→ Brief
Find the lines of the listing that contain the string "labelled", and return them.

→ Source information

impl QaEngine {
    /// Engine without a destination probe
    #[must_use]
    pub const fn new(config: EngineConfig) -> Self {
        Self {
            config,
            probe: None,
        }
    }

    /// Use `probe` for Broken-Link and Responsive tests
    #[must_use]
    pub fn with_probe(mut self, probe: Arc<dyn LinkProbe>) -> Self {
        self.probe = Some(probe);
        self
    }

    /// Use a `reqwest`-backed probe
    #[cfg(feature = "http")]
    #[must_use]
    pub fn with_http_probe(self) -> Self {
        self.with_probe(Arc::new(crate::probe::HttpProbe::new()))
    }

    /// Engine configuration
    #[must_use]
    pub const fn config(&self) -> &EngineConfig {
        &self.config
    }

    /// Same engine restricted to one category
    #[must_use]
    pub fn for_category(&self, category: Category) -> Self {
        Self {
            config: self.config.clone().with_categories([category]),
            probe: self.probe.clone(),
        }
    }

    /// Run every configured category against `source`
    #[instrument(skip_all, fields(source = %source.describe()))]
    pub async fn run<D>(&self, driver: &mut D, source: &PageSource) -> PagecheckResult<TestReport>
    where
        D: PageDriver + ?Sized,
    {
        let mut report = TestReport::new(source);
        let mut ix = Interactor::open(driver, &self.config, source).await?;
        for (position, category) in self.config.categories.iter().copied().enumerate() {
            if position > 0 {
                ix.restore().await?;
            }
            match category {
                Category::Buttons => report.buttons = self.test_buttons(&mut ix).await?,
                Category::Links => report.links = self.test_links(&mut ix).await?,
                Category::Forms => report.forms = self.test_forms(&mut ix).await?,
            }
            report.categories.push(category);
            let tally = report.summary().get(category);
            info!(
                category = %category,
                total = tally.total,
                passed = tally.passed,
                failed = tally.failed,
                unknown = tally.unknown,
                "category complete"
            );
        }
        Ok(report.finish())
    }

    /// Button suite
    pub async fn test_buttons<D>(
        &self,
        ix: &mut Interactor<'_, D>,
    ) -> PagecheckResult<Vec<ElementVerdict>>
    where
        D: PageDriver + ?Sized,
    {
        let buttons = ix.locate(None, Role::Button, true).await?;
        let mut verdicts = Vec::with_capacity(buttons.len());
        for mut button in buttons {
            let name = button.display_name();
            verdicts.push(self.test_clickable(ix, &mut button, name, true).await?);
        }
        Ok(verdicts)
    }

    /// Visibility, Label, Interactivity and Click for a button-like element.
    ///
    /// With `click_submits` unset, submit controls are left to the form's
    /// submission test.
    async fn test_clickable<D>(
        &self,
        ix: &mut Interactor<'_, D>,
        element: &mut ElementRef,
        name: String,
        click_submits: bool,
    ) -> PagecheckResult<ElementVerdict>
    where
        D: PageDriver + ?Sized,
    {
        let kind = classify(&element.snapshot);
        let mut verdict = ElementVerdict::new(element.index, name, &element.snapshot, kind);

        let visible = recoverable(ix.is_visible(element).await)?;
        verdict.record(
            names::VISIBILITY,
            observed(&visible, |v| checks::visibility(v, &element.snapshot)),
        );
        let label = checks::label(&element.snapshot, kind);
        let labelled = label.outcome == CheckOutcome::Passed;
        verdict.record(names::LABEL, label);
        let enabled = recoverable(ix.is_enabled(element).await)?;
        verdict.record(names::INTERACTIVITY, observed(&enabled, checks::interactivity));

        let click = if kind == ElementKind::SubmitControl && !click_submits {
            CheckResult::skipped("Exercised by Form Submission Test")
        } else if let Some(reason) = blocked(labelled, &visible, &enabled) {
            CheckResult::not_attempted(reason)
        } else {
            let navigates = may_navigate(kind, element);
            ix.press(element, navigates).await?
        };
        verdict.record(names::CLICK, click);
        Ok(verdict.finish())
    }

    /// Link suite
    pub async fn test_links<D>(
        &self,
        ix: &mut Interactor<'_, D>,
    ) -> PagecheckResult<Vec<ElementVerdict>>
    where
        D: PageDriver + ?Sized,
    {
        let links = ix.locate(None, Role::Link, true).await?;
        let base = ix.base_url().await?;
        let mut verdicts = Vec::with_capacity(links.len());
        for mut link in links {
            verdicts.push(self.test_link(ix, &mut link, &base).await?);
        }
        Ok(verdicts)
    }

    async fn test_link<D>(
        &self,
        ix: &mut Interactor<'_, D>,
        link: &mut ElementRef,
        base: &str,
    ) -> PagecheckResult<ElementVerdict>
    where
        D: PageDriver + ?Sized,
    {
        let raw = link.snapshot.attr("href").map(str::to_string);
        let target = LinkTarget::parse(raw.as_deref(), base);
        let mut verdict =
            ElementVerdict::new(link.index, link.display_name(), &link.snapshot, ElementKind::Link);
        verdict.href.clone_from(&raw);

        let visible = recoverable(ix.is_visible(link).await)?;
        verdict.record(
            names::VISIBILITY,
            observed(&visible, |v| checks::visibility(v, &link.snapshot)),
        );
        let label = checks::label(&link.snapshot, ElementKind::Link);
        let labelled = label.outcome == CheckOutcome::Passed;
        verdict.record(names::LABEL, label);
        verdict.record(names::HREF, checks::href(&target, raw.as_deref()));
        let enabled = recoverable(ix.is_enabled(link).await)?;
        let interactivity = match (&visible, &enabled) {
            (Ok(v), Ok(e)) => checks::link_interactivity(&target, *v, *e),
            (Err(err), _) | (_, Err(err)) => CheckResult::from_error(err),
        };
        verdict.record(names::INTERACTIVITY, interactivity);
        verdict.record(names::URL_FORMAT, checks::url_format(&target));

        let found = match &target {
            LinkTarget::Anchor(fragment) => recoverable(ix.anchor_exists(fragment).await)?.ok(),
            _ => None,
        };
        verdict.record(names::ANCHOR, checks::anchor(&target, found));

        let destination = self.destination(&target).await;
        verdict.record(names::BROKEN_LINK, checks::broken_link(&target, &destination));
        verdict.record(names::RESPONSIVE, checks::responsive(&target, &destination));

        let click = match &target {
            LinkTarget::Missing => CheckResult::not_attempted("No href attribute"),
            LinkTarget::Empty => CheckResult::not_attempted("Empty href attribute"),
            _ if !self.config.click_links => CheckResult::skipped("Link clicks disabled"),
            LinkTarget::Contact(scheme) => {
                CheckResult::skipped(format!("{scheme}: links are not followed"))
            }
            _ => match blocked(labelled, &visible, &enabled) {
                Some(reason) => CheckResult::not_attempted(reason),
                None => ix.press(link, target.navigates()).await?,
            },
        };
        verdict.record(names::CLICK, click);
        Ok(verdict.finish())
    }

    /// Probe a web destination once, bounded by the link timeout
    async fn destination(&self, target: &LinkTarget) -> Destination {
        let (Some(url), Some(probe)) = (target.web_url(), self.probe.as_ref()) else {
            return Destination::NotProbed;
        };
        if !self.config.check_destinations {
            return Destination::NotProbed;
        }
        let limit = self.config.link_timeout();
        let answer = tokio::time::timeout(limit, probe.probe(url.as_str(), limit)).await;
        let destination = match answer {
            Ok(Ok(response)) => Destination::Answered(response),
            Ok(Err(err)) => Destination::Unreachable(err),
            Err(_) => Destination::Unreachable(ProbeError::Timeout {
                ms: limit.as_millis() as u64,
            }),
        };
        debug!(url = %url, destination = ?destination, "destination probed");
        destination
    }

    /// Form suite
    pub async fn test_forms<D>(
        &self,
        ix: &mut Interactor<'_, D>,
    ) -> PagecheckResult<Vec<FormVerdict>>
    where
        D: PageDriver + ?Sized,
    {
        let forms = ix.locate(None, Role::Form, true).await?;
        let mut verdicts = Vec::with_capacity(forms.len());
        for (position, form) in forms.iter().enumerate() {
            if position > 0 {
                ix.restore().await?;
            }
            verdicts.push(self.test_form(ix, form).await?);
        }
        Ok(verdicts)
    }

    async fn test_form<D>(
        &self,
        ix: &mut Interactor<'_, D>,
        form: &ElementRef,
    ) -> PagecheckResult<FormVerdict>
    where
        D: PageDriver + ?Sized,
    {
        let mut verdict = FormVerdict::new(form.index, &form.snapshot);
        debug!(form = %verdict.name, "testing form");

        let (mut controls, fields): (Vec<_>, Vec<_>) = ix
            .locate(Some(&form.handle), Role::Field, false)
            .await?
            .into_iter()
            .partition(|f| classify(&f.snapshot).is_clickable());
        for mut field in fields {
            verdict.fields.push(self.test_field(ix, &mut field).await?);
        }

        controls.extend(ix.locate(Some(&form.handle), Role::FormButton, false).await?);
        for mut control in controls {
            let name = field_name(&control);
            verdict
                .controls
                .push(self.test_clickable(ix, &mut control, name, false).await?);
        }

        let mut submits = ix.locate(Some(&form.handle), Role::SubmitControl, false).await?;
        if let Some(result) = checks::submit_control_count(submits.len()) {
            verdict.record(names::SUBMISSION, result);
            verdict.record(names::FEEDBACK, CheckResult::skipped("Form was not submitted"));
        } else if let Some(submit) = submits.first_mut() {
            let (submission, feedback) = ix.submit(submit).await?;
            verdict.record(names::SUBMISSION, submission);
            verdict.record(names::FEEDBACK, feedback);
        }
        Ok(verdict.finish())
    }

    async fn test_field<D>(
        &self,
        ix: &mut Interactor<'_, D>,
        field: &mut ElementRef,
    ) -> PagecheckResult<ElementVerdict>
    where
        D: PageDriver + ?Sized,
    {
        let kind = classify(&field.snapshot);
        let mut verdict =
            ElementVerdict::new(field.index, field_name(field), &field.snapshot, kind);

        let visible = recoverable(ix.is_visible(field).await)?;
        verdict.record(
            names::VISIBILITY,
            observed(&visible, |v| checks::visibility(v, &field.snapshot)),
        );
        if kind == ElementKind::Unknown {
            return Ok(verdict.finish());
        }

        verdict.record(names::NAME, checks::name_present(&field.snapshot));
        if kind.has_type_convention() {
            verdict.record(names::TYPE_MATCH, checks::type_match(&field.snapshot));
        }
        let enabled = recoverable(ix.is_enabled(field).await)?;
        verdict.record(names::INTERACTIVITY, observed(&enabled, checks::interactivity));

        let mut reason = blocked(true, &visible, &enabled);
        if reason.is_none() && kind.is_textual() && field.snapshot.has_attr("readonly") {
            reason = Some("Field is readonly");
        }

        match kind {
            _ if kind.is_textual() => match reason {
                Some(reason) => {
                    for probe in crate::boundary::matrix(kind) {
                        verdict.record(probe.check_name(), CheckResult::not_attempted(reason));
                    }
                }
                None => {
                    for (name, result) in ix.probe_boundaries(field, kind).await? {
                        verdict.record(name, result);
                    }
                }
            },
            ElementKind::Checkbox | ElementKind::Radio => {
                let result = match reason {
                    Some(reason) => CheckResult::not_attempted(reason),
                    None => ix.toggle(field).await?,
                };
                verdict.record(names::TOGGLE, result);
            }
            ElementKind::Select => {
                for (name, result) in ix.choose_options(field, reason).await? {
                    verdict.record(name, result);
                }
            }
            _ => {}
        }
        Ok(verdict.finish())
    }
}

→ Exercise output
        let labelled = label.outcome == CheckOutcome::Passed;
        } else if let Some(reason) = blocked(labelled, &visible, &enabled) {
        let labelled = label.outcome == CheckOutcome::Passed;
            _ => match blocked(labelled, &visible, &enabled) {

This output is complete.